It’s a stop-the-presses kind of discovery. With colleagues, Derrick Rossi, an HMS assistant professor of pathology at the Immune Disease Institute, has devised a new way of producing induced pluripotent stem (iPS) cells. His technique, published in the November 5 issue of Cell Stem Cell, has so upended work at the Harvard Stem Cell Institute that researchers there plan to abandon other production techniques and to adopt the new method.
Researchers favor iPS cells not only because the cells can be tailored to a specific patient and a specific disease, but also because they can be derived from adult cells, skirting the need to harvest cells from embryos, a controversial source. But clinical use of iPS cells has been hampered by problems.
First, generating iPS cells has meant using viruses to introduce reprogramming factors into cellular DNA so as to nudge the cell back to a pluripotent state.

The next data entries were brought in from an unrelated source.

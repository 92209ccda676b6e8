//! Reconciliation engine.
//!
//! One cycle reads both inventories fresh, plans by identity and applies the
//! plan. Nothing is carried between cycles:
//! - `plan`: pure set difference with data-quality checks
//! - `apply`: per-item create/bind/delete with failure isolation

pub mod apply;
pub mod plan;


pub use apply::CycleReport;

use crate::error::ControllerError;
use crate::gateway::GatewayInventory;
use crate::source::SourceInventory;
use chrono::Utc;
use tracing::{info, warn};

/// Reconciles pods into JumpServer assets.
pub struct Reconciler {
    pub(crate) source: SourceInventory,
    pub(crate) gateway: GatewayInventory,
    pub(crate) principal: Option<String>,
    pub(crate) max_concurrent_ops: usize,
}

impl Reconciler {
    pub fn new(
        source: SourceInventory,
        gateway: GatewayInventory,
        principal: Option<String>,
        max_concurrent_ops: usize,
    ) -> Self {
        Self {
            source,
            gateway,
            principal,
            max_concurrent_ops,
        }
    }

    /// Run one cycle. Errors mean a listing failed and nothing was applied;
    /// per-item failures are reported in the returned `CycleReport`.
    pub async fn reconcile_once(&self) -> Result<CycleReport, ControllerError> {
        let started_at = Utc::now();

        let desired = self.source.list_desired_assets().await?;
        let actual = self.gateway.list_actual_assets().await?;

        let plan = plan::plan(&desired, &actual.assets);
        for warning in &plan.warnings {
            warn!(identity = %warning.identity(), "Data quality: {}", warning);
        }

        let mut report = CycleReport::new(started_at, &plan, actual.foreign);
        info!(
            desired = report.desired,
            actual = report.actual,
            foreign = report.foreign,
            stable = report.stable,
            to_create = report.to_create,
            to_delete = report.to_delete,
            skipped = report.skipped,
            "Planned reconciliation"
        );

        if !plan.is_noop() {
            apply::apply(
                &self.gateway,
                self.principal.as_deref(),
                &plan,
                self.max_concurrent_ops,
                &mut report,
            )
            .await;
        }

        Ok(report)
    }
}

Viruses, however, can trigger cancers. Rossi’s team elected to use messenger RNAs, modified to avoid triggering the cell’s normal antiviral response, to add the reprogramming factors. This use of mRNA spawned a new name: RiPS, short for RNA-iPS cells.
Second, previous methods produced extremely low numbers of usable iPS cells. Rossi’s method broke that barrier by yielding usable iPS cells in quantities that are orders of magnitude greater than current yields.
Finally, reprogramming iPS cells has involved the manipulation of growth mediums or the addition of constraining factors. Rossi’s team instead used their mRNA technology to direct the fate of the iPS into muscle cells.
“Although we developed this technology for cellular reprogramming,” says Rossi, “its utility extends far beyond that. It offers a way to get a cell to express any protein without triggering the cell’s antiviral response pathways.”